A grant is a fund given by an end entity grant – often a public body, charitable foundation, or a specialised grant-making institution – to an individual or another entity (usually, a non-profit organisation, sometimes a business or a local government body) for a specific purpose linked to public benefit. Unlike loans, grants are not to be paid back.
The European Commission provides financing through numerous specific calls for project proposals. These may be within Framework Programmes. Although there are many 7-year programmes that are renewed that provide money for various purposes. These may be structural funds, Youth programmes and Education programmes. There are also occasional one-off grants to deal with unforeseen aspects or special projects and themes. Most of these are administered through what are called National Agencies, but some are administered directly through the Commission in Brussels. Due to the complexity of the funding mechanisms involved and especially the high competitiveness of the grant application processes (14%) professional Grant Consulting firms are gaining importance in the grant writing process. EU grants shall not be mixed with EU tenders, that can be sometimes similar.
Another funding body in Europe is the European Council. Similarly there are calls and various projects that are funded by this council.
Denmark has an educational universal grant system, SU (Statens Uddannelsesstøtte, the State Education Fund). It is available to all students from 18 years of age, with no upper limit, who are currently taking courses. There are two systems of SU.
In addition to the government grant scheme, more than 35,000 grants in Denmark exists, which is the second largest number of foundations in Europe by country. The foundations are estimated to possess 400 billion Danish kroner (US$60 billion) in accessible funds.

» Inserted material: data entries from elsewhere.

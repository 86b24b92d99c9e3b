use thiserror::Error;

use crate::models::attribute::{AttributeKind, AttributeName, ShineFactor};

/// Score given to a declared preference whose attribute value is unknown
pub const UNKNOWN_ATTRIBUTE_SCORE: f64 = 0.5;

/// Fixed amplification for any declared boolean preference
pub const BOOLEAN_MULTIPLIER: f64 = 1.2;

/// Weight gain at full selectivity: `base × (1 + MAX_AMPLIFICATION × selectivity)`
pub const MAX_AMPLIFICATION: f64 = 0.5;

/// Errors raised while assembling scoring tables
#[derive(Debug, Clone, PartialEq, Error)]
pub enum TableError {
    #[error("Base weight for {attribute} must be positive and finite, got {value}")]
    InvalidBaseWeight { attribute: AttributeName, value: f64 },

    #[error("Tolerance for {attribute} must be positive and finite, got {value}")]
    InvalidTolerance { attribute: AttributeName, value: f64 },

    #[error("Domain for {attribute} must satisfy min < max, got [{min}, {max}]")]
    InvalidDomain { attribute: AttributeName, min: f64, max: f64 },

    #[error("Ordinal scale for {0} has no levels")]
    EmptyScale(AttributeName),

    #[error("{attribute} is scored as {expected:?}, got a {found:?} rule")]
    RuleMismatch {
        attribute: AttributeName,
        expected: AttributeKind,
        found: AttributeKind,
    },

    #[error("{name} must be {requirement}, got {value}")]
    InvalidParameter {
        name: &'static str,
        requirement: &'static str,
        value: f64,
    },
}

/// Known spread of a numeric attribute
#[derive(Debug, Clone, Copy, PartialEq)]
pub struct NumericDomain {
    pub min: f64,
    pub max: f64,
}

impl NumericDomain {
    pub fn new(min: f64, max: f64) -> Self {
        Self { min, max }
    }

    pub fn width(&self) -> f64 {
        self.max - self.min
    }
}

/// Ordered levels of an ordinal attribute; a level's rank is its position
#[derive(Debug, Clone, PartialEq, Eq)]
pub struct OrdinalScale {
    levels: Vec<ShineFactor>,
}

impl OrdinalScale {
    pub fn new(levels: Vec<ShineFactor>) -> Self {
        Self { levels }
    }

    pub fn rank(&self, value: ShineFactor) -> Option<usize> {
        self.levels.iter().position(|level| *level == value)
    }

    pub fn len(&self) -> usize {
        self.levels.len()
    }

    pub fn is_empty(&self) -> bool {
        self.levels.is_empty()
    }

    /// Largest possible rank distance, never below 1
    pub fn max_distance(&self) -> usize {
        self.levels.len().saturating_sub(1).max(1)
    }
}

impl Default for OrdinalScale {
    fn default() -> Self {
        Self::new(ShineFactor::ALL.to_vec())
    }
}

/// How an attribute is scored
#[derive(Debug, Clone, PartialEq)]
pub enum AttributeRule {
    /// Exponential decay outside the preferred range
    Range { tolerance: f64, domain: NumericDomain },
    /// Linear decay by step distance on the scale
    Ordinal { scale: OrdinalScale },
    /// Exact match only
    Boolean,
}

impl AttributeRule {
    pub fn kind(&self) -> AttributeKind {
        match self {
            AttributeRule::Range { .. } => AttributeKind::Range,
            AttributeRule::Ordinal { .. } => AttributeKind::Ordinal,
            AttributeRule::Boolean => AttributeKind::Boolean,
        }
    }
}

/// Importance prior and scoring rule of one attribute
#[derive(Debug, Clone, PartialEq)]
pub struct AttributeDefinition {
    pub base_weight: f64,
    pub rule: AttributeRule,
}

impl AttributeDefinition {
    pub fn range(base_weight: f64, tolerance: f64, domain: NumericDomain) -> Self {
        Self {
            base_weight,
            rule: AttributeRule::Range { tolerance, domain },
        }
    }

    pub fn ordinal(base_weight: f64, scale: OrdinalScale) -> Self {
        Self {
            base_weight,
            rule: AttributeRule::Ordinal { scale },
        }
    }

    pub fn boolean(base_weight: f64) -> Self {
        Self {
            base_weight,
            rule: AttributeRule::Boolean,
        }
    }

    fn validate(&self, attribute: AttributeName) -> Result<(), TableError> {
        if !(self.base_weight.is_finite() && self.base_weight > 0.0) {
            return Err(TableError::InvalidBaseWeight {
                attribute,
                value: self.base_weight,
            });
        }
        let expected = attribute.kind();
        let found = self.rule.kind();
        if expected != found {
            return Err(TableError::RuleMismatch { attribute, expected, found });
        }
        match &self.rule {
            AttributeRule::Range { tolerance, domain } => {
                if !(tolerance.is_finite() && *tolerance > 0.0) {
                    return Err(TableError::InvalidTolerance {
                        attribute,
                        value: *tolerance,
                    });
                }
                if !(domain.min.is_finite() && domain.max.is_finite() && domain.min < domain.max) {
                    return Err(TableError::InvalidDomain {
                        attribute,
                        min: domain.min,
                        max: domain.max,
                    });
                }
            }
            AttributeRule::Ordinal { scale } => {
                if scale.is_empty() {
                    return Err(TableError::EmptyScale(attribute));
                }
            }
            AttributeRule::Boolean => {}
        }
        Ok(())
    }
}

/// Immutable scoring configuration: one definition per attribute plus global constants.
///
/// Built once at startup and shared read-only by every scoring call.
#[derive(Debug, Clone, PartialEq)]
pub struct ScoringTables {
    definitions: [AttributeDefinition; AttributeName::COUNT],
    uncertainty_score: f64,
    boolean_multiplier: f64,
    max_amplification: f64,
}

impl Default for ScoringTables {
    fn default() -> Self {
        // Indexed by canonical attribute order
        Self {
            definitions: [
                AttributeDefinition::range(2.0, 2.0, NumericDomain::new(2.0, 14.0)),
                AttributeDefinition::range(2.0, 40.0, NumericDomain::new(50.0, 350.0)),
                AttributeDefinition::boolean(1.0),
                AttributeDefinition::boolean(0.5),
                AttributeDefinition::boolean(5.0),
                AttributeDefinition::ordinal(1.5, OrdinalScale::default()),
                AttributeDefinition::boolean(3.0),
            ],
            uncertainty_score: UNKNOWN_ATTRIBUTE_SCORE,
            boolean_multiplier: BOOLEAN_MULTIPLIER,
            max_amplification: MAX_AMPLIFICATION,
        }
    }
}

impl ScoringTables {
    pub fn definition(&self, attribute: AttributeName) -> &AttributeDefinition {
        &self.definitions[attribute.index()]
    }

    pub fn base_weight(&self, attribute: AttributeName) -> f64 {
        self.definition(attribute).base_weight
    }

    pub fn uncertainty_score(&self) -> f64 {
        self.uncertainty_score
    }

    pub fn boolean_multiplier(&self) -> f64 {
        self.boolean_multiplier
    }

    pub fn max_amplification(&self) -> f64 {
        self.max_amplification
    }

    /// Replace one attribute's definition after validating it
    pub fn with_definition(
        mut self,
        attribute: AttributeName,
        definition: AttributeDefinition,
    ) -> Result<Self, TableError> {
        definition.validate(attribute)?;
        self.definitions[attribute.index()] = definition;
        Ok(self)
    }

    pub fn with_uncertainty_score(mut self, score: f64) -> Result<Self, TableError> {
        if !(0.0..=1.0).contains(&score) {
            return Err(TableError::InvalidParameter {
                name: "uncertainty_score",
                requirement: "within [0, 1]",
                value: score,
            });
        }
        self.uncertainty_score = score;
        Ok(self)
    }

    pub fn with_boolean_multiplier(mut self, multiplier: f64) -> Result<Self, TableError> {
        if !(multiplier.is_finite() && multiplier > 0.0) {
            return Err(TableError::InvalidParameter {
                name: "boolean_multiplier",
                requirement: "positive and finite",
                value: multiplier,
            });
        }
        self.boolean_multiplier = multiplier;
        Ok(self)
    }

    pub fn with_max_amplification(mut self, amplification: f64) -> Result<Self, TableError> {
        if !(amplification.is_finite() && amplification >= 0.0) {
            return Err(TableError::InvalidParameter {
                name: "max_amplification",
                requirement: "non-negative and finite",
                value: amplification,
            });
        }
        self.max_amplification = amplification;
        Ok(self)
    }
}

Grant-giving organizations in Ireland include the Irish Research Council for Science, Engineering and Technology and Science Foundation Ireland for research grants.
Major grant organisations funded and operated by the government include:
Grants are made available in the United Kingdom for a variety of business, charitable and research purposes. The biggest grant distributors are government departments and agencies which offer grants to third party organisations (often a charitable organisation) to carry out statutory work on their behalf.

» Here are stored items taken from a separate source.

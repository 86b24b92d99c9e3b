// Route exports
pub mod fruits;
pub mod matches;

use actix_web::{http::StatusCode, web, HttpResponse};
use std::sync::Arc;

use crate::config::MatchingSettings;
use crate::core::Matcher;
use crate::models::ErrorResponse;
use crate::services::{Explainer, FruitStore, StoreError};

/// Application state shared across all handlers
#[derive(Clone)]
pub struct AppState {
    pub store: Arc<dyn FruitStore>,
    pub matcher: Matcher,
    pub explainer: Arc<Explainer>,
    pub matching: MatchingSettings,
}

pub fn configure_routes(cfg: &mut web::ServiceConfig) {
    cfg.service(
        web::scope("/api/v1")
            .configure(matches::configure)
            .configure(fruits::configure),
    );
}

pub(crate) fn error_response(status: StatusCode, error: &str, message: String) -> HttpResponse {
    HttpResponse::build(status).json(ErrorResponse {
        error: error.to_string(),
        message,
        status_code: status.as_u16(),
    })
}

pub(crate) fn validation_error(errors: validator::ValidationErrors) -> HttpResponse {
    error_response(StatusCode::BAD_REQUEST, "Validation failed", errors.to_string())
}

pub(crate) fn store_error(context: &str, err: StoreError) -> HttpResponse {
    tracing::error!("{}: {}", context, err);
    let status = match err {
        StoreError::NotFound(_) => StatusCode::NOT_FOUND,
    };
    error_response(status, context, err.to_string())
}
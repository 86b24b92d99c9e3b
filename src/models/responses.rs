use serde::Serialize;

use crate::models::domain::{AttributeScore, Attributes, FruitRecord, MutualMatchResult};
use crate::models::preferences::Preferences;

/// Both directions of a match breakdown
#[derive(Debug, Clone, Serialize)]
pub struct MatchBreakdown {
    pub our: Vec<AttributeScore>,
    pub their: Vec<AttributeScore>,
}

/// A ranked match as returned to clients
#[derive(Debug, Clone, Serialize)]
#[serde(rename_all = "camelCase")]
pub struct MatchSummary {
    pub id: String,
    pub score: u8,
    pub our_score: u8,
    pub their_score: u8,
    pub attributes: Attributes,
    pub preferences: Preferences,
    pub breakdown: MatchBreakdown,
}

impl From<MutualMatchResult> for MatchSummary {
    fn from(result: MutualMatchResult) -> Self {
        Self {
            id: result.fruit.id,
            score: result.score,
            our_score: result.our_score,
            their_score: result.their_score,
            attributes: result.fruit.attributes,
            preferences: result.fruit.preferences,
            breakdown: MatchBreakdown {
                our: result.our_breakdown,
                their: result.their_breakdown,
            },
        }
    }
}

/// Response for find matches endpoint
#[derive(Debug, Clone, Serialize)]
#[serde(rename_all = "camelCase")]
pub struct FindMatchesResponse {
    pub matches: Vec<MatchSummary>,
    pub total_candidates: usize,
}

/// Response for the incoming-fruit endpoint
#[derive(Debug, Clone, Serialize)]
#[serde(rename_all = "camelCase")]
pub struct IncomingFruitResponse<C: Serialize, E: Serialize> {
    pub fruit: FruitRecord,
    pub communication: C,
    pub matches: Vec<MatchSummary>,
    pub total_candidates: usize,
    pub explanation: E,
}

/// Health check response
#[derive(Debug, Clone, Serialize)]
pub struct HealthResponse {
    pub status: String,
    pub version: String,
    pub timestamp: chrono::DateTime<chrono::Utc>,
    pub apples: usize,
    pub oranges: usize,
}

/// Error response
#[derive(Debug, Clone, Serialize)]
pub struct ErrorResponse {
    pub error: String,
    pub message: String,
    #[serde(rename = "statusCode")]
    pub status_code: u16,
}
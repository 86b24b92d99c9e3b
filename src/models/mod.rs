// Model exports
pub mod attribute;
pub mod domain;
pub mod preferences;
pub mod requests;
pub mod responses;
pub mod tables;

pub use attribute::{AttributeKind, AttributeName, AttributeValue, ShineFactor};
pub use domain::{Attributes, AttributeScore, Conversation, FruitKind, FruitRecord, MatchOutcome, MatchScoreResult, MutualMatchResult};
pub use preferences::{NumericRange, Preference, PreferenceError, Preferences, ShinePreference};
pub use requests::{CreateFruitRequest, FindMatchesRequest, IncomingFruitRequest};
pub use responses::{ErrorResponse, FindMatchesResponse, HealthResponse, IncomingFruitResponse, MatchBreakdown, MatchSummary};
pub use tables::{AttributeDefinition, AttributeRule, NumericDomain, OrdinalScale, ScoringTables, TableError};
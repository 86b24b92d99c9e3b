use crate::models::{
    AttributeName, AttributeRule, AttributeValue, OrdinalScale, Preference, ScoringTables,
    ShineFactor, ShinePreference,
};

/// Unit-interval score of one attribute with a human-readable reason
#[derive(Debug, Clone, PartialEq)]
pub struct RuleScore {
    pub score: f64,
    pub reason: String,
}

impl RuleScore {
    fn new(score: f64, reason: String) -> Self {
        Self { score, reason }
    }
}

fn bound_label(bound: Option<f64>) -> String {
    bound.map_or_else(|| "any".to_string(), |v| v.to_string())
}

/// Score a numeric value against optional inclusive bounds
///
/// Inside the range the score is 1.0; outside it decays as
/// `e^(-distance / tolerance)`, where distance is measured from the nearest
/// violated bound. The score never reaches 0.
#[inline]
pub fn range_score(value: f64, min: Option<f64>, max: Option<f64>, tolerance: f64) -> RuleScore {
    if min.is_none() && max.is_none() {
        return RuleScore::new(1.0, format!("Value {} (no range specified)", value));
    }

    let effective_min = min.unwrap_or(f64::NEG_INFINITY);
    let effective_max = max.unwrap_or(f64::INFINITY);

    if value >= effective_min && value <= effective_max {
        return RuleScore::new(
            1.0,
            format!(
                "Value {} within range [{}-{}]",
                value,
                bound_label(min),
                bound_label(max)
            ),
        );
    }

    let distance = if value < effective_min {
        effective_min - value
    } else {
        value - effective_max
    };
    let score = (-distance / tolerance).exp();

    RuleScore::new(
        score,
        format!(
            "Value {} outside range [{}-{}] ({}% match)",
            value,
            bound_label(min),
            bound_label(max),
            (score * 100.0).round()
        ),
    )
}

/// Score an ordinal value by its step distance to the nearest acceptable level
///
/// `1 - distance / (levels - 1)`. A value missing from the scale, or a
/// preference with no level on the scale, gets the uncertainty score.
pub fn ordinal_score(
    actual: ShineFactor,
    acceptable: &ShinePreference,
    scale: &OrdinalScale,
    uncertainty: f64,
) -> RuleScore {
    let Some(actual_rank) = scale.rank(actual) else {
        return RuleScore::new(uncertainty, format!("Unknown shine value \"{}\"", actual));
    };

    if acceptable.contains(actual) {
        return RuleScore::new(1.0, format!("Shine \"{}\" matches preference", actual));
    }

    let min_distance = acceptable
        .values()
        .iter()
        .filter_map(|value| scale.rank(*value))
        .map(|rank| rank.abs_diff(actual_rank))
        .min();

    let Some(min_distance) = min_distance else {
        return RuleScore::new(
            uncertainty,
            format!("No preferred shine is on the scale for \"{}\"", actual),
        );
    };

    let score = 1.0 - (min_distance as f64 / scale.max_distance() as f64);

    RuleScore::new(
        score,
        format!(
            "Shine \"{}\" is {} step(s) from preferred ({}% match)",
            actual,
            min_distance,
            (score * 100.0).round()
        ),
    )
}

/// Exact match only, no partial credit
#[inline]
pub fn boolean_score(actual: bool, desired: bool) -> RuleScore {
    if actual == desired {
        RuleScore::new(1.0, format!("Value {} matches preference", actual))
    } else {
        RuleScore::new(
            0.0,
            format!("Value {} doesn't match preference (wanted {})", actual, desired),
        )
    }
}

/// Score one declared preference against the candidate's value for it.
///
/// Dispatches on the attribute's rule once. An unknown value scores the
/// uncertainty score whatever the rule.
pub fn score_attribute(
    attribute: AttributeName,
    preference: &Preference,
    value: Option<AttributeValue>,
    tables: &ScoringTables,
) -> RuleScore {
    let uncertainty = tables.uncertainty_score();

    let Some(value) = value else {
        return RuleScore::new(
            uncertainty,
            format!(
                "{} unknown ({}% uncertainty score)",
                attribute,
                (uncertainty * 100.0).round()
            ),
        );
    };

    match (&tables.definition(attribute).rule, preference, value) {
        (AttributeRule::Range { tolerance, .. }, Preference::Range(range), AttributeValue::Number(v)) => {
            range_score(v, range.min(), range.max(), *tolerance)
        }
        (AttributeRule::Ordinal { scale }, Preference::Ordinal(shine), AttributeValue::Shine(v)) => {
            ordinal_score(v, shine, scale, uncertainty)
        }
        (AttributeRule::Boolean, Preference::Boolean(desired), AttributeValue::Flag(v)) => {
            let scored = boolean_score(v, *desired);
            RuleScore::new(scored.score, format!("{}: {}", attribute, scored.reason))
        }
        // Preferences and tables both pin kinds to attribute names, so this
        // only triggers for hand-built values that bypass those checks.
        _ => RuleScore::new(
            uncertainty,
            format!("{} preference does not fit its scoring rule", attribute),
        ),
    }
}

Other major grant distributors in the United Kingdom are the National Lottery, charitable trusts and corporate foundations (through Corporate Social Responsibility policies). For example, Google contributes to the grants process through its Google Grants programme, where any charitable organization can benefit financially from free Google Ads advertising if they share Google's social responsibility outcomes.
Grants are time limited (usually between one and three years) and are offered to implement existing government policies, to pilot new ways of doing things or to secure agreed outcomes. A grant will usually only be given for a specific project or use and will not usually be given for projects that have already begun.

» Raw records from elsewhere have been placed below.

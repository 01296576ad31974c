//! Fixtures shared by the integration tests

#![allow(dead_code)]

use anyhow::anyhow;
use async_trait::async_trait;
use chrono::{DateTime, TimeZone, Utc};
use serde_json::{json, Value};
use sharetrail::analytics::HmacVisitorIdentity;
use sharetrail::clock::ManualClock;
use sharetrail::storage::share_directory::{FOLDERS, SHARE_LINKS};
use sharetrail::storage::{
    Document, DocumentStore, FieldOp, MemoryStore, Query, StoreError, StoreResult,
    StoredDocument, StoreShareDirectory,
};
use sharetrail::AccessTracker;
use std::sync::atomic::{AtomicBool, Ordering};
use std::sync::Mutex;
use std::sync::Arc;
use std::time::Duration;

pub fn start_time() -> DateTime<Utc> {
    Utc.with_ymd_and_hms(2024, 3, 10, 12, 0, 0).unwrap()
}

pub fn doc(value: Value) -> Document {
    value.as_object().cloned().unwrap()
}

/// Wraps a store and injects failures on demand
pub struct FlakyStore {
    pub inner: Arc<dyn DocumentStore>,
    failing_links: Mutex<Vec<String>>,
    fail_creates: AtomicBool,
    fail_updates: AtomicBool,
    query_delay: Mutex<Option<Duration>>,
}

impl FlakyStore {
    pub fn new(inner: Arc<dyn DocumentStore>) -> Self {
        Self {
            inner,
            failing_links: Mutex::new(Vec::new()),
            fail_creates: AtomicBool::new(false),
            fail_updates: AtomicBool::new(false),
            query_delay: Mutex::new(None),
        }
    }

    /// Event queries filtered on this link fail
    pub fn fail_link(&self, link_id: &str) {
        self.failing_links.lock().unwrap().push(link_id.to_string());
    }

    pub fn fail_creates(&self, fail: bool) {
        self.fail_creates.store(fail, Ordering::SeqCst);
    }

    pub fn fail_updates(&self, fail: bool) {
        self.fail_updates.store(fail, Ordering::SeqCst);
    }

    pub fn delay_queries(&self, delay: Duration) {
        *self.query_delay.lock().unwrap() = Some(delay);
    }
}

#[async_trait]
impl DocumentStore for FlakyStore {
    async fn init(&self) -> anyhow::Result<()> {
        self.inner.init().await
    }

    async fn create(&self, collection: &str, data: Document) -> StoreResult<String> {
        if self.fail_creates.load(Ordering::SeqCst) {
            return Err(StoreError::Other(anyhow!("write quota exceeded")));
        }
        self.inner.create(collection, data).await
    }

    async fn put(&self, collection: &str, id: &str, data: Document) -> StoreResult<()> {
        self.inner.put(collection, id, data).await
    }

    async fn get(&self, collection: &str, id: &str) -> StoreResult<Option<Document>> {
        self.inner.get(collection, id).await
    }

    async fn update(&self, collection: &str, id: &str, ops: &[FieldOp]) -> StoreResult<()> {
        if self.fail_updates.load(Ordering::SeqCst) {
            return Err(StoreError::Other(anyhow!("contention")));
        }
        self.inner.update(collection, id, ops).await
    }

    async fn query(&self, query: &Query) -> StoreResult<Vec<StoredDocument>> {
        let delay = *self.query_delay.lock().unwrap();
        if let Some(delay) = delay {
            tokio::time::sleep(delay).await;
        }

        let failing = self.failing_links.lock().unwrap().clone();
        let hits_failing_link = query.filters.iter().any(|f| {
            f.field == "linkId" && failing.iter().any(|link| f.value == json!(link))
        });
        if hits_failing_link {
            return Err(StoreError::Other(anyhow!("deadline exceeded")));
        }
        self.inner.query(query).await
    }
}

/// Owner `U1` with links A and B on folder F1 (B revoked) and link C on the
/// deleted folder F2. Owner `U2` has link D on F1.
pub async fn seed_directory(store: &dyn DocumentStore) {
    store.put(FOLDERS, "F1", doc(json!({"deleted": false}))).await.unwrap();
    store.put(FOLDERS, "F2", doc(json!({"deleted": true}))).await.unwrap();
    for (id, value) in [
        ("A", json!({"createdBy": "U1", "folderId": "F1"})),
        ("B", json!({"createdBy": "U1", "folderId": "F1", "revoked": true})),
        ("C", json!({"createdBy": "U1", "folderId": "F2"})),
        ("D", json!({"createdBy": "U2", "folderId": "F1"})),
    ] {
        store.put(SHARE_LINKS, id, doc(value)).await.unwrap();
    }
}

pub struct Harness {
    pub store: Arc<dyn DocumentStore>,
    pub clock: Arc<ManualClock>,
    pub tracker: Arc<AccessTracker>,
}

/// A tracker over `store`, with the share directory read from the same store
pub async fn harness(store: Arc<dyn DocumentStore>) -> Harness {
    store.init().await.unwrap();
    seed_directory(store.as_ref()).await;

    let clock = Arc::new(ManualClock::new(start_time()));
    let tracker = Arc::new(AccessTracker::new(
        Arc::clone(&store),
        Arc::new(StoreShareDirectory::new(Arc::clone(&store))),
        Arc::new(HmacVisitorIdentity::new(Some("integration-secret"), None).unwrap()),
        clock.clone(),
    ));

    Harness {
        store,
        clock,
        tracker,
    }
}

pub async fn memory_harness() -> Harness {
    harness(Arc::new(MemoryStore::with_required_indexes())).await
}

Over the years the discipline of writing grant bids has developed into a specialised activity. Many organisations employ fundraising professionals to carry out this work. In the United Kingdom the fundraising profession is governed by The Institute of Fundraising and is independently regulated by the Fundraising Regulator in England, Wales, and Northern Ireland and by the Scottish Fundraising Standards Panel in Scotland. The grant writing process generally includes search, proposal and accounting for competitive grant funds. Traditional search methods - for example referring to the Charities Aid Foundation Directory of Grant Making Trusts - are quickly becoming replaced by online fundraising tools.
In 2016, the UK Government introduced proposals to include an "anti-lobbying clause" in grant-funding agreements, i.e. payments which "support lobbying or activity intended to influence or attempt to influence Parliament, Government or political parties, or attempting to influence the awarding or renewal of contracts and grants, or attempting to influence legislative or regulatory action"  would not be treated as eligible for grant funding and therefore funded organisations would need to fund these activities in some other way. The Scottish Government indicated it would not be introducing similar measures.
As of 2021, 6 out of the top 10 charities in England and Wales (as measured by expenditure on charitable activities) make grants to individuals and/or organisations.
Main article: Federal grants in the United States
See also: Federal assistance in the United States
In the United States, grants most often come from a wide range of government departments or an even wider range of public and private trusts and foundations. According to the Foundation Center these trusts and foundations number in excess of 88,000 and disperse in excess of $40 billion every year. Trusts and Foundations are a little more complex to research and can be found through subscription-based directories.
Most often, education grants are issued by the government to students attending post-secondary education institutions. In certain cases, a part of a government loan is issued as a grant, particularly pertaining to promising students seeking financial support for continuing their educations.
Grant compliance and reporting requirements vary depending upon the type of grant and funding agency. In the case of research grants involving human or animal subjects, additional involvement with the Institutional Review Boards (IRB) and/or Institutional Animal Care and Use Committee (IACUC) is required.
Econometric evidence show public grants for firms can create additionality in jobs, sales, value added, innovation and capital. For example, this was shown to be the case for large public R&D grants, as well as for public grants for small and medium-sized firms or tourism firms.